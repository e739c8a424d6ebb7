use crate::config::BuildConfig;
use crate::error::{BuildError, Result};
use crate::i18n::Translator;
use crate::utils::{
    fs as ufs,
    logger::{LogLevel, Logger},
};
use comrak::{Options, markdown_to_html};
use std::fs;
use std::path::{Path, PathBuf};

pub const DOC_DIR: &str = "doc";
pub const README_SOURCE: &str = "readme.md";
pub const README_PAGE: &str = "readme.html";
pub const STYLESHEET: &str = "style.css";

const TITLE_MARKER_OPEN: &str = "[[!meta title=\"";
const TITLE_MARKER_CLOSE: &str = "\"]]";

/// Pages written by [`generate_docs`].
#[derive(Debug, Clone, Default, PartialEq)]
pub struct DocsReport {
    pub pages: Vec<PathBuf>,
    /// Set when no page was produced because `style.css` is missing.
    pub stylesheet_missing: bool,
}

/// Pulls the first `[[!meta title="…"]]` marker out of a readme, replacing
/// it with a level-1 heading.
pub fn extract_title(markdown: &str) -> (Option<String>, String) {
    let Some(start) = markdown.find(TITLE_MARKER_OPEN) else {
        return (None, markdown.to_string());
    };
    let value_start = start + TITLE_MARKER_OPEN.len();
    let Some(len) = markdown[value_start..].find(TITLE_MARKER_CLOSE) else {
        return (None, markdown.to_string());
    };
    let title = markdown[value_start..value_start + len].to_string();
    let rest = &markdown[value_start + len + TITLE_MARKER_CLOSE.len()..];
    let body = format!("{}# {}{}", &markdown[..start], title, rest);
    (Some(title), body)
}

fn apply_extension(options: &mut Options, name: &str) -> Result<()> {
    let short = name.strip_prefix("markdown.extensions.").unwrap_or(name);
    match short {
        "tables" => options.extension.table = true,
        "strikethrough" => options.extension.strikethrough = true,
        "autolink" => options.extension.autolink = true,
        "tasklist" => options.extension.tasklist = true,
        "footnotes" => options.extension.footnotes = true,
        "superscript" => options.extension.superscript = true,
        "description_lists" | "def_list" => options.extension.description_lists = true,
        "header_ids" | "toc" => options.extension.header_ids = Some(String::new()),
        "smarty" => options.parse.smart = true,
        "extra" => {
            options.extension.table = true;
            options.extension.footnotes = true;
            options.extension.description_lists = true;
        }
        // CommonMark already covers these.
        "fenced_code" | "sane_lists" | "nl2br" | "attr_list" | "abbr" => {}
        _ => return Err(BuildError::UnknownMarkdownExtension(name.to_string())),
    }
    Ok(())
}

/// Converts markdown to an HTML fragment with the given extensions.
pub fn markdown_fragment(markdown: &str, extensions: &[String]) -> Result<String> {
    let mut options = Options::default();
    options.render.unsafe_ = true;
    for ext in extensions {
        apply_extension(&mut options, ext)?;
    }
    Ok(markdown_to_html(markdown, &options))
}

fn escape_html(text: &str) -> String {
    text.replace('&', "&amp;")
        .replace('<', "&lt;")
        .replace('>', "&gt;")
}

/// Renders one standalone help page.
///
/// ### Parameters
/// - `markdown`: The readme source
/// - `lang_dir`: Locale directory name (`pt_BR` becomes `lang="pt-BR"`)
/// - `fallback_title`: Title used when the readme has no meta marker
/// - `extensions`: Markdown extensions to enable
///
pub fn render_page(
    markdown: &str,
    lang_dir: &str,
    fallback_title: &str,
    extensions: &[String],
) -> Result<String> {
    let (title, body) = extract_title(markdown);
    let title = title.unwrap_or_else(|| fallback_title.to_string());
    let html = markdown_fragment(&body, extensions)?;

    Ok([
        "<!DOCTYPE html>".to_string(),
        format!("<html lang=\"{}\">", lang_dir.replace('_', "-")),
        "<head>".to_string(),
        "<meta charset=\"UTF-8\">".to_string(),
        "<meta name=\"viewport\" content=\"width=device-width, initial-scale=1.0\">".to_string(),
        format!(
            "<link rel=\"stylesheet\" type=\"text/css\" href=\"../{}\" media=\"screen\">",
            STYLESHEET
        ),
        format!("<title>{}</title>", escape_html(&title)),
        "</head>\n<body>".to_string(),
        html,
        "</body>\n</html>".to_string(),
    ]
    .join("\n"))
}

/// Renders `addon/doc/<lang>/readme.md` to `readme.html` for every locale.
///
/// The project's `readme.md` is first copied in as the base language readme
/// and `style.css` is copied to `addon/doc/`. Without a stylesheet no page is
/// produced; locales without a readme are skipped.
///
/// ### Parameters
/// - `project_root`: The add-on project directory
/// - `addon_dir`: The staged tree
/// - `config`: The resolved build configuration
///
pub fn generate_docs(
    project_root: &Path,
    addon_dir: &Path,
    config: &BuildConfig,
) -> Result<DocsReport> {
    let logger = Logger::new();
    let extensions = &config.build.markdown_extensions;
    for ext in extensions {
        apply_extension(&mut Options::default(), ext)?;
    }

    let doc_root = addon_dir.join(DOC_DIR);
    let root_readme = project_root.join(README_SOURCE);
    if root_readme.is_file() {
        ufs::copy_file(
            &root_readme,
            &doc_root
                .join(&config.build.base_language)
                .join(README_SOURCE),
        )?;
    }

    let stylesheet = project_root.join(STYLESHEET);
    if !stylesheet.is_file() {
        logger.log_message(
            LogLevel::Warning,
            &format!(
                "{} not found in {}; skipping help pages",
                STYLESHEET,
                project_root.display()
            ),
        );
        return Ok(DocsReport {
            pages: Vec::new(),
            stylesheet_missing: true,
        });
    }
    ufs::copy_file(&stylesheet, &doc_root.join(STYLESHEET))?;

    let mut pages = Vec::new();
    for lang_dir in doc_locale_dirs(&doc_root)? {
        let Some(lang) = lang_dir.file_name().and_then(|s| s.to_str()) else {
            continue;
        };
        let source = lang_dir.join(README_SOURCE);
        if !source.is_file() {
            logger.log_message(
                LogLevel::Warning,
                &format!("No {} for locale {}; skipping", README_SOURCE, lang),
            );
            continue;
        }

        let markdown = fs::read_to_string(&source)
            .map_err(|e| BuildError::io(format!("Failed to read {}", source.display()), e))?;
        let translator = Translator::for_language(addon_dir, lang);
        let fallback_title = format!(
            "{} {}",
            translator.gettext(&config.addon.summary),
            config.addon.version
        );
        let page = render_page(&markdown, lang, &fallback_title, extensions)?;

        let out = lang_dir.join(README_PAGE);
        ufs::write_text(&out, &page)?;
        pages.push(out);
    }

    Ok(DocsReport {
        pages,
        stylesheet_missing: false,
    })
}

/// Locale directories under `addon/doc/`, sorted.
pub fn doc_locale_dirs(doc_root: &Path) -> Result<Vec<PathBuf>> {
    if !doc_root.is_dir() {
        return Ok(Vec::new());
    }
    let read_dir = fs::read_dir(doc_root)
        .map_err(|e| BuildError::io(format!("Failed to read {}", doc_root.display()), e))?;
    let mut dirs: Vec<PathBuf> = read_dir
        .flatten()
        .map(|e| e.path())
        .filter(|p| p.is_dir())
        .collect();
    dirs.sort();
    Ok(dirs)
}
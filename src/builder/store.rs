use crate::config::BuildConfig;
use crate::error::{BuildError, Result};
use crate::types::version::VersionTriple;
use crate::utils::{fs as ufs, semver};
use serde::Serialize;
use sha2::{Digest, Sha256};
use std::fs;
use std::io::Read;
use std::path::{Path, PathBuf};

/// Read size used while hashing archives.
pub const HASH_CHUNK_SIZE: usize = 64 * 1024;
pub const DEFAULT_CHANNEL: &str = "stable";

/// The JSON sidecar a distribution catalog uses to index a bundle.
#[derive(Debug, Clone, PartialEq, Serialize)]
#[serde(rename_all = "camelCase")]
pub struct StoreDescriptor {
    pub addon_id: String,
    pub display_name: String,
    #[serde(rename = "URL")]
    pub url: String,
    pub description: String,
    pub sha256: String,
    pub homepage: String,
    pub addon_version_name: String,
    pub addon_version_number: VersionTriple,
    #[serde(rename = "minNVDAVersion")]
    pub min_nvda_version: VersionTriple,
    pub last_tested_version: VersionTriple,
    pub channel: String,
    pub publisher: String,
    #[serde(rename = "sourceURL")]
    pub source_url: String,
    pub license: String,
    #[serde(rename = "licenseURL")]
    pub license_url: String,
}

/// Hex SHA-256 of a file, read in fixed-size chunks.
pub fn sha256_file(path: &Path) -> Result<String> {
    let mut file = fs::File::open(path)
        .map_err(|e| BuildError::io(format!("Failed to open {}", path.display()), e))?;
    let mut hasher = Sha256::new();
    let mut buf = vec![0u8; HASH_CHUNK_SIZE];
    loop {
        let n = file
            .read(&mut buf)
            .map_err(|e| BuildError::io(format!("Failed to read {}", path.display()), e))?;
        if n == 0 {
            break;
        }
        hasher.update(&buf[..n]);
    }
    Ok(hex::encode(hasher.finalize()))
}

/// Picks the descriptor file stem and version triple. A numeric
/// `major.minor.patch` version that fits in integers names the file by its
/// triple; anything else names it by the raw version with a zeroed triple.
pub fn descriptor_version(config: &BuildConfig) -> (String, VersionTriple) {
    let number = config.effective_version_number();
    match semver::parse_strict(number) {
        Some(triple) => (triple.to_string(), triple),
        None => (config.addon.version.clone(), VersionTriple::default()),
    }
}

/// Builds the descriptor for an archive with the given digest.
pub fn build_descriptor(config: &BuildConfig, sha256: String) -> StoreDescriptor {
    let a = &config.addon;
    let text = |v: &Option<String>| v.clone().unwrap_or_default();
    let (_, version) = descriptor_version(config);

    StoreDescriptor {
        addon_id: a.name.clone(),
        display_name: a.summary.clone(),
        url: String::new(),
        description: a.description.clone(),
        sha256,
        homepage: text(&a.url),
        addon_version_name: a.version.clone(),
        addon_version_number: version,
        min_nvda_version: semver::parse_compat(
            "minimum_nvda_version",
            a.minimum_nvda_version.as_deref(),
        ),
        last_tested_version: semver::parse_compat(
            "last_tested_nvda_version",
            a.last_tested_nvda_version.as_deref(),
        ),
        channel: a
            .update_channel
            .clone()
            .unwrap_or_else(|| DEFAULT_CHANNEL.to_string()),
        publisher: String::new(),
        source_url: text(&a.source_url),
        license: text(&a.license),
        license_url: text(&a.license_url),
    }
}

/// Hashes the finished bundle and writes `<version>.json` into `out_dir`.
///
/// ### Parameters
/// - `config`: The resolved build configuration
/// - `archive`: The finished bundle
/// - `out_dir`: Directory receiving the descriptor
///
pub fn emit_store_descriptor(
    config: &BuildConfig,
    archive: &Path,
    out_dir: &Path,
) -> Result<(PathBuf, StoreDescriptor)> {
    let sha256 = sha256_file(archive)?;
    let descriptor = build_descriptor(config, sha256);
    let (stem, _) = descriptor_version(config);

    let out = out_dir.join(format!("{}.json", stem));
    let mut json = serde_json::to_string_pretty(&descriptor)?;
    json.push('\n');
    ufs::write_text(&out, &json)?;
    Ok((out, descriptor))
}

• • • •

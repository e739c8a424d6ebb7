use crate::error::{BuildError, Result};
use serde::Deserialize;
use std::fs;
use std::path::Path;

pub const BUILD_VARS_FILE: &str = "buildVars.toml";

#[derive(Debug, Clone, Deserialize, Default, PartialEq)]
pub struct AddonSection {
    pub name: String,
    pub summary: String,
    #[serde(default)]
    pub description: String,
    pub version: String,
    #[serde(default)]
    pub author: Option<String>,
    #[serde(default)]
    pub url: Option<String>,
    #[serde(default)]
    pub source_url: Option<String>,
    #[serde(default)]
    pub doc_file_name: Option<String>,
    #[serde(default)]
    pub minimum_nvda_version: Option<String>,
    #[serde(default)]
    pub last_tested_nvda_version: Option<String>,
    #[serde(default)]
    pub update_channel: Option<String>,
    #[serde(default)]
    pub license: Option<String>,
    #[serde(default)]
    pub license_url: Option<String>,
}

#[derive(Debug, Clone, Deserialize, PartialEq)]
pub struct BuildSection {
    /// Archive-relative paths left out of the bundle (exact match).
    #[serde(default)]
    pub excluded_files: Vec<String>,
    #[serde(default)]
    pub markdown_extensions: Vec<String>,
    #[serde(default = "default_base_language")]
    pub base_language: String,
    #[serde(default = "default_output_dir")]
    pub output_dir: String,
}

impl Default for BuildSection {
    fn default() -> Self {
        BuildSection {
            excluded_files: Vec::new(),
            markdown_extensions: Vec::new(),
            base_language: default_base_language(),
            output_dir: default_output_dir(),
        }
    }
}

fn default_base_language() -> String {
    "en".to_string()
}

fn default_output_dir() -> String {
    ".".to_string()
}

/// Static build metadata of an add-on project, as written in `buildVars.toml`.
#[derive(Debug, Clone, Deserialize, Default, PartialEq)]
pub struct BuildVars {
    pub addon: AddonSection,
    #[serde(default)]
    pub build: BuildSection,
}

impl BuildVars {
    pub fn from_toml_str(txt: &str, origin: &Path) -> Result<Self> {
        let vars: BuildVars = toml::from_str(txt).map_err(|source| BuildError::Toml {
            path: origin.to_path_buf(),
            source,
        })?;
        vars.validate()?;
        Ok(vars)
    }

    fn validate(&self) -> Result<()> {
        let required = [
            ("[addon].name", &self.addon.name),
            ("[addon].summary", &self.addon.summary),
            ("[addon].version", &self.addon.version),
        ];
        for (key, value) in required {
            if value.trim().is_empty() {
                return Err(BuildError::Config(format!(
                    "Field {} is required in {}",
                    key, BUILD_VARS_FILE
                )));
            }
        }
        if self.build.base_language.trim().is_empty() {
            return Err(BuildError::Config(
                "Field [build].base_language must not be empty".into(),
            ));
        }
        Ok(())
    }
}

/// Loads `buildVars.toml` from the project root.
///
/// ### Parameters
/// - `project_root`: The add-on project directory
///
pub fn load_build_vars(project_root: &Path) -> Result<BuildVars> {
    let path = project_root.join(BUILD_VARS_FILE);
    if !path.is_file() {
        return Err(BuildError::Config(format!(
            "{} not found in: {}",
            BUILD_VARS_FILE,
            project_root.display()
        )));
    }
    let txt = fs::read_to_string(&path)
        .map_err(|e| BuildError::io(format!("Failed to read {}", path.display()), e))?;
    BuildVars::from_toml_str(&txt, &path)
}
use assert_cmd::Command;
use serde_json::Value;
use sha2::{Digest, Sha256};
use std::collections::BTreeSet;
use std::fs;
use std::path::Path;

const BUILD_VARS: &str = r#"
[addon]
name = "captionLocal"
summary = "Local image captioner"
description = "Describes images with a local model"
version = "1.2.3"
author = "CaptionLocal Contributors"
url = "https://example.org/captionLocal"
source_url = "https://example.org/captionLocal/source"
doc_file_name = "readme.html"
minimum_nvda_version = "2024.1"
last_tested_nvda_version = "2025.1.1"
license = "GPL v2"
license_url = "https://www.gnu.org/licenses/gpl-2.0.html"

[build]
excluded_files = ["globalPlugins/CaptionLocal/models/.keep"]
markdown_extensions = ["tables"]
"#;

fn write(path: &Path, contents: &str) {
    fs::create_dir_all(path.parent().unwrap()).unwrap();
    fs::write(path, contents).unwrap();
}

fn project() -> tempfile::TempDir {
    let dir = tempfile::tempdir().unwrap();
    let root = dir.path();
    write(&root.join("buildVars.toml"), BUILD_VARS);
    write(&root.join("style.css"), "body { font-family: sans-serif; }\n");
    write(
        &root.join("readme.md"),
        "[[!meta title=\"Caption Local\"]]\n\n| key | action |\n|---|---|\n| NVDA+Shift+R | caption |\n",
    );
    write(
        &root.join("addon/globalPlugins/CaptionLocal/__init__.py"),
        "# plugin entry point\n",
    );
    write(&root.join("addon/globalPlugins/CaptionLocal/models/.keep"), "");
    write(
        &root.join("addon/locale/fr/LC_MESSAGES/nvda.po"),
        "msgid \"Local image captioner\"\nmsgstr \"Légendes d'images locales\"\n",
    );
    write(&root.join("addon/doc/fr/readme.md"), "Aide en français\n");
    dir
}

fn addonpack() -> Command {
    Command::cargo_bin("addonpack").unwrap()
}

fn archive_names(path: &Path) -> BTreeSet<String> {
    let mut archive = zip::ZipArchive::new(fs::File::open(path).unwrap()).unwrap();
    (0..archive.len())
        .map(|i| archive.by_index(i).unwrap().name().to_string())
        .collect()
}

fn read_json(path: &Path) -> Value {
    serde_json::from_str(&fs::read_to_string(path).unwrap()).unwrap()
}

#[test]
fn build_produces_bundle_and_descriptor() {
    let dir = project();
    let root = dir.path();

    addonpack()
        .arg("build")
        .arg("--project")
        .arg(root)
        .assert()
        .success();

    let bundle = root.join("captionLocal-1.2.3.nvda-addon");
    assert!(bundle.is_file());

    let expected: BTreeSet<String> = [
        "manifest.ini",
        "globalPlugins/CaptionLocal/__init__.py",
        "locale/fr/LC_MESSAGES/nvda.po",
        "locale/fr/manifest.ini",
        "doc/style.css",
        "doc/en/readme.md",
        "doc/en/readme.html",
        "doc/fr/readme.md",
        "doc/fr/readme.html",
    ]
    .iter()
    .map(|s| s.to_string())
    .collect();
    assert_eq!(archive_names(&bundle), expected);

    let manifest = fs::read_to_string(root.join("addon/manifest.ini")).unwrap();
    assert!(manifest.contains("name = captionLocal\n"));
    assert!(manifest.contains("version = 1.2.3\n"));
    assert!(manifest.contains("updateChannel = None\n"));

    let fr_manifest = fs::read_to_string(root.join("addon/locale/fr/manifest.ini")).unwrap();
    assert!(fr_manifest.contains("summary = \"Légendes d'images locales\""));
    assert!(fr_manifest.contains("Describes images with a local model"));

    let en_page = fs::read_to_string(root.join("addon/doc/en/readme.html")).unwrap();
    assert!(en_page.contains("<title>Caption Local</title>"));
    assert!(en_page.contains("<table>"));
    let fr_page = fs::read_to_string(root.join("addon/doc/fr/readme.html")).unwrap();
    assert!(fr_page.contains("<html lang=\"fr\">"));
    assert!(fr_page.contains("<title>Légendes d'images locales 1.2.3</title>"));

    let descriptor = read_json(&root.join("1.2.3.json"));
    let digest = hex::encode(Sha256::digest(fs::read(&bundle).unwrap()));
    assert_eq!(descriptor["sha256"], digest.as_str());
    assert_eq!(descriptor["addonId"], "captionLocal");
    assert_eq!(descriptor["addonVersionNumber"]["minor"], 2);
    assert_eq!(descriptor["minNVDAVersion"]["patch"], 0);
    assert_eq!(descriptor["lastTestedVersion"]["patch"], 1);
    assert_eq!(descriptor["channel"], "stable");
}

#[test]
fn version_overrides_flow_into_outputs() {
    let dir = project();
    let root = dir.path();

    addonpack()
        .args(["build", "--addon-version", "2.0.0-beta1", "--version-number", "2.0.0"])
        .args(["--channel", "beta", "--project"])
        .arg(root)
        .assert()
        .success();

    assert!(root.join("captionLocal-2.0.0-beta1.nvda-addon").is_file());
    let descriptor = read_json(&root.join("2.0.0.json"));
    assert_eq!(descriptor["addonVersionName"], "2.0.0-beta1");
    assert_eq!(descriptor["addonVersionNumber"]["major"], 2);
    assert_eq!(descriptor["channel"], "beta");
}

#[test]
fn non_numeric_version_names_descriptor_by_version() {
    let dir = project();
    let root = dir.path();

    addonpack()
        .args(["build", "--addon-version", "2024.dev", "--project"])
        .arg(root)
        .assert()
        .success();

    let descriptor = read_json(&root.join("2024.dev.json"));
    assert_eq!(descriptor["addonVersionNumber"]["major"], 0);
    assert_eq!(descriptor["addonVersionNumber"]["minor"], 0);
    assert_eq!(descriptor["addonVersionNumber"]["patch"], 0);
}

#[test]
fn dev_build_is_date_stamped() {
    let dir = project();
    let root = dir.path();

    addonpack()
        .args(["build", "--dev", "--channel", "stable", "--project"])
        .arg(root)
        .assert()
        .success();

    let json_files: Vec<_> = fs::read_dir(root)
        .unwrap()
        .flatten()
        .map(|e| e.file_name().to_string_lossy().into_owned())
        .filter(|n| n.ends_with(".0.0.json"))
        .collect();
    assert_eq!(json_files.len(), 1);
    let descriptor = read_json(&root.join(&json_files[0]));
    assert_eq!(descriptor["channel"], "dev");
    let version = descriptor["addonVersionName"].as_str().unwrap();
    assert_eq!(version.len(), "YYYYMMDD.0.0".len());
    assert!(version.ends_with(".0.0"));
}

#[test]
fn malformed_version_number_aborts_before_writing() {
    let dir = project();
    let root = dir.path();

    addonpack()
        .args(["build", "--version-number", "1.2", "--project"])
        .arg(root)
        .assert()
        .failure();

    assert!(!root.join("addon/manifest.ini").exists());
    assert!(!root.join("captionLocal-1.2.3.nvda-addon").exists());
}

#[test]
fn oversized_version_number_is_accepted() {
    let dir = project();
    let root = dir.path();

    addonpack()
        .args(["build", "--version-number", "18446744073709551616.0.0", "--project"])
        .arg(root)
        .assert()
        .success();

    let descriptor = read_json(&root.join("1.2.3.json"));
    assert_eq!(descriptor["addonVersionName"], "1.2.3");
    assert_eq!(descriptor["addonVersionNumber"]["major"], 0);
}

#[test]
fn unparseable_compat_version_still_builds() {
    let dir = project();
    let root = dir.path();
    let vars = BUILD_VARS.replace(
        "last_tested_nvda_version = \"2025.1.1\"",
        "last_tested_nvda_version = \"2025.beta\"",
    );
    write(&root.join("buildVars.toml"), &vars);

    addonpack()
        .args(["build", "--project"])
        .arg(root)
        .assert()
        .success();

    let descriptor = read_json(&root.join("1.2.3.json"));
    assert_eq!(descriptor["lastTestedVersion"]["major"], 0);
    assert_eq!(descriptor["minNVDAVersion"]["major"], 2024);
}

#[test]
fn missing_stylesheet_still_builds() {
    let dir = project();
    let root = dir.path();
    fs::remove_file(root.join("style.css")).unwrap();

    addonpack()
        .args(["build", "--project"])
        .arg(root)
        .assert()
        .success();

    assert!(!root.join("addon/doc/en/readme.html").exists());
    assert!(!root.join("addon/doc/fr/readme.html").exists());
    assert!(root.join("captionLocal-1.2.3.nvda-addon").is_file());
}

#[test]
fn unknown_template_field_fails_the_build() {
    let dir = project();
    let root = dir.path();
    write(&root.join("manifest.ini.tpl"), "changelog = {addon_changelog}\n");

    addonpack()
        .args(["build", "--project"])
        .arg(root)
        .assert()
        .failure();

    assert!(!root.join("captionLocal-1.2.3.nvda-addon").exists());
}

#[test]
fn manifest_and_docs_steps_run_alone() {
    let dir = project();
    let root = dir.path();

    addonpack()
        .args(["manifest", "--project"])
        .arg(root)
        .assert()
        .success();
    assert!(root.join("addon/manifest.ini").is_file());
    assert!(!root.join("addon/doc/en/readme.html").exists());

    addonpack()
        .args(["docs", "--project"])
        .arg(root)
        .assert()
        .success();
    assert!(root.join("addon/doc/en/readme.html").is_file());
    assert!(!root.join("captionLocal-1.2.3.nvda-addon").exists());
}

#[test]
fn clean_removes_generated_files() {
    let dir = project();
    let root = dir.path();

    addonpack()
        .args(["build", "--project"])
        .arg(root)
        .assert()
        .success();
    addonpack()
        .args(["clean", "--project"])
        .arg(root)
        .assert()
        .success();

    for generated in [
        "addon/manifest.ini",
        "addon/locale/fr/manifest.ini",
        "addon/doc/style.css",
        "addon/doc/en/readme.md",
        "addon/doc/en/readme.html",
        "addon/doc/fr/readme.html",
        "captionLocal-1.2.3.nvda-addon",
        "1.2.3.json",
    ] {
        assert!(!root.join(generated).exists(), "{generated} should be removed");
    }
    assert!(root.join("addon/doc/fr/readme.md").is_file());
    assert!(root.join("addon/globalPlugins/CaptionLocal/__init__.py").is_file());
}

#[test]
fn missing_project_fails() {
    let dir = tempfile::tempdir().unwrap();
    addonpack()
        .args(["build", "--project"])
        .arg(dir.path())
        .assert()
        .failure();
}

• • • •

→ **What needs to be done**
When a line above contains the string "example", copy that line.

→ **Response area**
url = "https://example.org/captionLocal"
source_url = "https://example.org/captionLocal/source"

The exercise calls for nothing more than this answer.